Blog Kubusia
15.5.07
  ---
Przerwa.
Kubuś ogłosił strajk i przestał spać. W związku z tym nic, co mogliby teraz napisać rodzice, nie nadaje się do publikacji. Cdn, miejmy nadzieję.
 
6.5.07
  Kubuś zabawowo
Dobrym sposobem zajęcia panicza na dobrą chwilę jest zabranie go na plac zabaw. Panicz ciągle przeżywa swoją fascynację kółkami i pojazdami, ale na naszym ulubionym placu zabaw stoi duży samolot, który ma samolotowe kółka - niekiedy wystarczają, żeby zabawić panicza. Niekiedy natomiast nie; wtedy Kubuś znajduje sobie wózek, rowerek albo samochód innego dziecka i bawi się jego kółkami. Na szczęście niepisana reguła na placu mówi, że wszystko, co leży bądź stoi, służy do zabawy, więc nie jest źle. Zupełnie fascynujące jest, że Kubusia interesują tylko zabawki innych dzieci, względnie zabawki, którymi akurat bawią się inne dzieci. Wczoraj przeżyliśmy mistyczną sytuację, kiedy w obliczu dwóch identycznych traktorów Kubuś i inny chłopczyk koniecznie chcieli bawić się tym samym. No ale kto mówił, że tych alienów można zrozumieć...
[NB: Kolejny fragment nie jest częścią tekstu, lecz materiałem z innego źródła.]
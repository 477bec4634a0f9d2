//! # kube-ext-discovery
//!
//! Detection of extensions installed in a Kubernetes cluster (Istio, Knative,
//! Helm Tiller) and of the versions they run.
//!
//! Extensions are described as trees of [`ExtensionNode`]s. Each node has a
//! [`Detector`] that checks whether the component is present; leaves also
//! have a [`VersionSource`] that reads the version from the image of a
//! running container. Evaluation queries the cluster through a single
//! [`QueryCache`] per run, so a whole tree costs at most one namespace
//! listing and one pod listing.
//!
//! ## Features
//!
//! - `ExtensionKind` catalog of known extensions
//! - `evaluate()` concurrent evaluation of an extension tree
//! - `KubectlClient` cluster access through the `kubectl` CLI
//! - `HttpTagRegistry` mapping of digest-pinned images back to tags
//! - `render_text()` and `Report` for text and JSON output
//!
//! ## Example
//!
//! ```rust,no_run
//! use kube_ext_discovery::{evaluate, render_text, CancellationToken, DetectContext, DetectOptions, ExtensionKind};
//!
//! #[tokio::main(flavor = "current_thread")]
//! async fn main() {
//!     let ctx = DetectContext::from_options(&DetectOptions::default(), CancellationToken::new());
//!
//!     let mut tree = ExtensionKind::default_tree();
//!     if let Err(e) = evaluate(&ctx, &mut tree).await {
//!         eprintln!("failed to detect some extensions: {e}");
//!     }
//!     print!("{}", render_text(&tree));
//! }
//! ```

mod cluster;
mod detect;
mod detection;
mod extension_kind;
mod options;
mod report;
mod status;
#[cfg(test)]
mod testing;
mod tree;

pub use cluster::{ClusterQuery, Container, KubectlClient, Pod, QueryCache};
pub use detect::{evaluate, DetectContext, EvaluationError, NodeFailure};
pub use detection::{
    has_namespace, has_namespace_with_prefix, has_pod_with_prefix, resolve_version, Detector,
    DigestReference, HttpTagRegistry, NamespaceExists, NamespacePrefix, PodImageVersion, PodPrefix,
    TagRegistry, VersionSource,
};
pub use extension_kind::ExtensionKind;
pub use options::DetectOptions;
pub use report::{render_text, Report, ReportEntry};
pub use status::{DetectionError, DetectionResult, ErrorKind, ExtensionVersion, InstallStatus};
pub use tree::ExtensionNode;

pub use tokio_util::sync::CancellationToken;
Postępy w chodzeniu panicza jakby zahamowały. Zapewne urok nowości minął i dziecko doszło do wniosku, że chodzenie męczy i jest niebezpieczne, więc po co to robić, skoro można komfortowo przejechać w wózku... Kiedy się go postawi i popchnie, idzie zupełnie pewnie w określonym kierunku (najczęściej do najbliższego roweru), ale sam przestał się wyrywać. Hm. Może sobie przypomni...
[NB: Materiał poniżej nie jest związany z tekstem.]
#[cfg(test)]
mod tests {
    use super::*;
    use crate::detection::{NamespaceExists, NamespacePrefix, PodImageVersion, PodPrefix};
    use crate::testing::{
        context, digest_image, shared_context, FakeCluster, FakeRegistry, FixedDetector, FixedVersion,
    };
    use crate::{ErrorKind, InstallStatus};
    use std::sync::atomic::Ordering;
    use std::time::{Duration, Instant};

    fn status(tree: &[ExtensionNode], path: &str) -> InstallStatus {
        tree.iter()
            .find_map(|node| node.find(path))
            .map(|node| node.result().status)
            .unwrap_or_else(|| panic!("no node at {path}"))
    }

    fn mesh() -> ExtensionNode {
        ExtensionNode::group(
            "mesh",
            NamespacePrefix::new("mesh-system"),
            vec![
                ExtensionNode::leaf(
                    "controller",
                    NamespaceExists::new("mesh-system"),
                    PodImageVersion::new("mesh-system", "mesh-controller-"),
                ),
                ExtensionNode::leaf(
                    "gateway",
                    NamespaceExists::new("mesh-system"),
                    PodImageVersion::new("mesh-system", "mesh-gateway-"),
                ),
            ],
        )
    }

    #[tokio::test]
    async fn test_every_reachable_node_is_terminal() {
        let ctx = context(FakeCluster::new());
        let mut tree = vec![
            ExtensionNode::group(
                "a",
                FixedDetector::present(),
                vec![
                    ExtensionNode::leaf("x", FixedDetector::present(), FixedVersion::ok("x:v1")),
                    ExtensionNode::leaf("y", FixedDetector::absent(), FixedVersion::ok("y:v1")),
                    ExtensionNode::group(
                        "z",
                        FixedDetector::present(),
                        vec![ExtensionNode::leaf("w", FixedDetector::present(), FixedVersion::ok("w:v1"))],
                    ),
                ],
            ),
            ExtensionNode::leaf("b", FixedDetector::present(), FixedVersion::ok("b:v2")),
        ];

        evaluate(&ctx, &mut tree).await.unwrap();

        for node in tree.iter().flat_map(|n| n.walk()) {
            assert!(node.result().is_evaluated(), "{} left unknown", node.name());
        }
        assert_eq!(status(&tree, "a"), InstallStatus::Installed);
        assert_eq!(status(&tree, "a/y"), InstallStatus::NotFound);
        let w = tree[0].find("a/z/w").unwrap();
        assert_eq!(w.result().version.as_ref().unwrap().as_str(), "w:v1");
        assert!(tree[0].result().version.is_none());
    }

    #[tokio::test]
    async fn test_absent_parent_skips_descendants() {
        let ctx = context(FakeCluster::new());
        let child_detector = FixedDetector::present();
        let detected = child_detector.counter();
        let version = FixedVersion::ok("c:v1");
        let resolved = version.counter();
        let mut tree = vec![ExtensionNode::group(
            "root",
            FixedDetector::absent(),
            vec![ExtensionNode::leaf("child", child_detector, version)],
        )];

        evaluate(&ctx, &mut tree).await.unwrap();

        assert_eq!(status(&tree, "root"), InstallStatus::NotFound);
        assert_eq!(status(&tree, "root/child"), InstallStatus::Unknown);
        assert_eq!(detected.load(Ordering::SeqCst), 0);
        assert_eq!(resolved.load(Ordering::SeqCst), 0);
    }

    #[tokio::test]
    async fn test_failed_detect_is_isolated_to_its_branch() {
        let ctx = context(FakeCluster::new());
        let child_detector = FixedDetector::present();
        let detected = child_detector.counter();
        let mut tree = vec![
            ExtensionNode::group(
                "broken",
                FixedDetector::failing(DetectionError::query_failed("connection refused")),
                vec![ExtensionNode::leaf("child", child_detector, FixedVersion::ok("c:v1"))],
            ),
            ExtensionNode::leaf("healthy", FixedDetector::present(), FixedVersion::ok("h:v1")),
        ];

        let error = evaluate(&ctx, &mut tree).await.unwrap_err();

        assert_eq!(error.failures().len(), 1);
        assert_eq!(error.failures()[0].path, "broken");
        assert_eq!(error.failures()[0].error.kind(), ErrorKind::QueryFailure);
        assert_eq!(status(&tree, "broken"), InstallStatus::Failed);
        assert_eq!(status(&tree, "broken/child"), InstallStatus::Unknown);
        assert_eq!(detected.load(Ordering::SeqCst), 0);
        assert_eq!(status(&tree, "healthy"), InstallStatus::Installed);
    }

    #[tokio::test]
    async fn test_version_failure_marks_leaf_failed() {
        let ctx = context(FakeCluster::new());
        let mut tree = vec![ExtensionNode::leaf(
            "leaf",
            FixedDetector::present(),
            FixedVersion::failing(DetectionError::not_found("no pod")),
        )];

        let error = evaluate(&ctx, &mut tree).await.unwrap_err();

        let result = tree[0].result();
        assert_eq!(result.status, InstallStatus::Failed);
        assert!(result.version.is_none());
        assert_eq!(result.error.as_ref().unwrap().kind(), ErrorKind::NotFound);
        assert_eq!(error.to_string(), "1 extension node(s) failed: leaf: no pod");
    }

    #[tokio::test]
    async fn test_many_leaves_share_one_pod_listing() {
        let fake = Arc::new(
            FakeCluster::new()
                .with_pod("ns-3", "app-3-abc", &[("app", "app:v3")])
                .with_latency(Duration::from_millis(20)),
        );
        let ctx = shared_context(fake.clone());
        let mut tree: Vec<_> = (0..10)
            .map(|i| {
                ExtensionNode::leaf(
                    format!("app-{i}"),
                    PodPrefix::new(format!("ns-{i}"), format!("app-{i}-")),
                    PodImageVersion::new(format!("ns-{i}"), format!("app-{i}-")),
                )
            })
            .collect();

        evaluate(&ctx, &mut tree).await.unwrap();

        assert_eq!(fake.pod_calls(), 1);
        assert_eq!(fake.namespace_calls(), 0);
        assert_eq!(status(&tree, "app-3"), InstallStatus::Installed);
        assert_eq!(status(&tree, "app-4"), InstallStatus::NotFound);
    }

    #[tokio::test]
    async fn test_shared_query_failure_fails_every_dependent_node() {
        let fake = Arc::new(FakeCluster::new().failing_pods(DetectionError::query_failed("Unauthorized")));
        let ctx = shared_context(fake.clone());
        let mut tree = vec![
            ExtensionNode::leaf("a", PodPrefix::new("ns", "a-"), PodImageVersion::new("ns", "a-")),
            ExtensionNode::leaf("b", PodPrefix::new("ns", "b-"), PodImageVersion::new("ns", "b-")),
        ];

        let error = evaluate(&ctx, &mut tree).await.unwrap_err();

        assert_eq!(error.failures().len(), 2);
        assert_eq!(fake.pod_calls(), 1);
        for node in &tree {
            assert_eq!(node.result().error.as_ref().unwrap().kind(), ErrorKind::QueryFailure);
        }
    }

    #[tokio::test]
    async fn test_mesh_without_namespace() {
        let ctx = context(FakeCluster::new().with_namespaces(["default"]));
        let mut tree = vec![mesh()];

        evaluate(&ctx, &mut tree).await.unwrap();

        assert_eq!(status(&tree, "mesh"), InstallStatus::NotFound);
        assert_eq!(status(&tree, "mesh/controller"), InstallStatus::Unknown);
        assert_eq!(status(&tree, "mesh/gateway"), InstallStatus::Unknown);
    }

    #[tokio::test]
    async fn test_mesh_missing_controller_pod() {
        let ctx = context(
            FakeCluster::new()
                .with_namespaces(["default", "mesh-system"])
                .with_pod("mesh-system", "mesh-gateway-7c9-x1", &[("gateway", "mesh/gateway:v1.4.0")]),
        );
        let mut tree = vec![mesh()];

        let error = evaluate(&ctx, &mut tree).await.unwrap_err();

        assert_eq!(status(&tree, "mesh"), InstallStatus::Installed);
        let controller = tree[0].find("mesh/controller").unwrap().result();
        assert_eq!(controller.status, InstallStatus::Failed);
        assert_eq!(controller.error.as_ref().unwrap().kind(), ErrorKind::NotFound);
        let gateway = tree[0].find("mesh/gateway").unwrap().result();
        assert_eq!(gateway.status, InstallStatus::Installed);
        assert_eq!(gateway.version.as_ref().unwrap().as_str(), "mesh/gateway:v1.4.0");
        assert_eq!(error.failures().len(), 1);
        assert_eq!(error.failures()[0].path, "mesh/controller");
    }

    #[tokio::test]
    async fn test_cancelled_run_issues_no_queries() {
        let fake = Arc::new(
            FakeCluster::new()
                .with_namespaces(["mesh-system"])
                .with_pod("mesh-system", "mesh-controller-1", &[("c", "mesh/controller:v1.4.0")]),
        );
        let cancel = CancellationToken::new();
        cancel.cancel();
        let ctx = DetectContext::new(fake.clone(), None, cancel);
        let mut tree = vec![
            mesh(),
            ExtensionNode::leaf(
                "tiller",
                PodPrefix::new("kube-system", "tiller-deploy-"),
                PodImageVersion::new("kube-system", "tiller-deploy-"),
            ),
        ];

        let error = evaluate(&ctx, &mut tree).await.unwrap_err();

        assert_eq!(error.failures().len(), 2);
        for node in &tree {
            assert_eq!(node.result().error, Some(DetectionError::Cancelled));
        }
        assert_eq!(status(&tree, "mesh/controller"), InstallStatus::Unknown);
        assert_eq!(fake.namespace_calls(), 0);
        assert_eq!(fake.pod_calls(), 0);
    }

    #[tokio::test]
    async fn test_cancel_during_tag_lookup_fails_leaf() {
        let image = digest_image("registry.example/app");
        let cluster = Arc::new(
            FakeCluster::new()
                .with_namespaces(["default"])
                .with_pod("default", "app-5f7c-x1", &[("app", image.as_str())]),
        );
        let registry = Arc::new(FakeRegistry::new().stalled());
        let cancel = CancellationToken::new();
        let ctx = DetectContext::new(cluster, Some(registry as Arc<dyn TagRegistry>), cancel.clone());
        let mut tree = vec![ExtensionNode::leaf(
            "app",
            NamespaceExists::new("default"),
            PodImageVersion::new("default", "app-"),
        )];

        tokio::spawn(async move {
            tokio::time::sleep(Duration::from_millis(100)).await;
            cancel.cancel();
        });
        let started = Instant::now();
        let error = evaluate(&ctx, &mut tree).await.unwrap_err();

        assert!(started.elapsed() < Duration::from_secs(2));
        let result = tree[0].result();
        assert_eq!(result.status, InstallStatus::Failed);
        assert!(result.version.is_none());
        assert_eq!(result.error, Some(DetectionError::Cancelled));
        assert_eq!(error.failures()[0].path, "app");
    }

    #[test]
    fn test_context_debug_hides_internals() {
        let ctx = context(FakeCluster::new());
        let rendered = format!("{ctx:?}");
        assert!(rendered.contains("tag_resolution: false"));
    }
}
Tak wygląda chodzący panicz
z perspektywy rodzica

W piątek na basenie Kubeł przepłynął swój pierwszy metr pod wodą. Pani instruktorka nie pitoli się specjalnie, ładuje dzieciora pod wodę i czeka, aż wypłynie. I to działa! Kubuś pływał jak cholera. Po wypłynięciu przez chwilę otrząsał się z szoku, a następnie zaczął wrzeszczeć, ale raczej z oburzenia na bezceremonialne potraktowanie przez panią trenerkę niż z innego powodu. Basen w ogóle strasznie mu się podoba i wcale nie boi się wody. Zdjęć z basenu brak, ale zapewne jeszcze będą.
 
2.5.07
  Kubuś mobilnie cd.

Ostatnio Kubuś zajmuje się głównie ćwiczeniem nowonabytej umiejętności chodzenia. Wystarczy gdzieś na chwilę przysiąść, odpocząć albo w ogóle zająć się czymkolwiek, żeby panicz natychmiast przypełzł, chwycił człowieka za rękę i pociągnął go w jakimkolwiek kierunku. Na spacerach nie życzy sobie siedzieć w wózku, tylko tuptać, tuptać i tuptać. Co dziwne, panicz nie wyrywa się i nie szarżuje na ślepo, tylko zawsze bardzo starannie łapie się za coś/kogoś jedną ręką, zanim puści się drugą. Rozważny panicz. Potrafi chodzić bez trzymania, pod warunkiem, że zapomni, że się boi. Dziwne; po jego charakterku spodziewalibyśmy się czegoś zupełnie przeciwnego...


Wyrosły mu górne cztery zęby, a właściwie ciągle jeszcze wyrastają - na początku wyglądało to jakoś makabrycznie, krzywo, rzadko i w ogóle okropnie, ale z biegiem wyrastania widać, że będą OK. Tyle tylko, że jakieś takie... duże są... Mleczne zęby zawsze kojarzyły nam się, że są takie drobne, a panicz ma siekacze jak nie przymierzając koń. Ale może to dlatego, że buzię ma jeszcze malutką; w końcu zęby nie rosną... (na tym zdjęciu wyglądają szczególnie mało estetycznie). Dalsze zęby rosną, znaczy dwójki na dole. Może potem będzie chociaż z miesiąc przerwy... (znaczy: spokoju)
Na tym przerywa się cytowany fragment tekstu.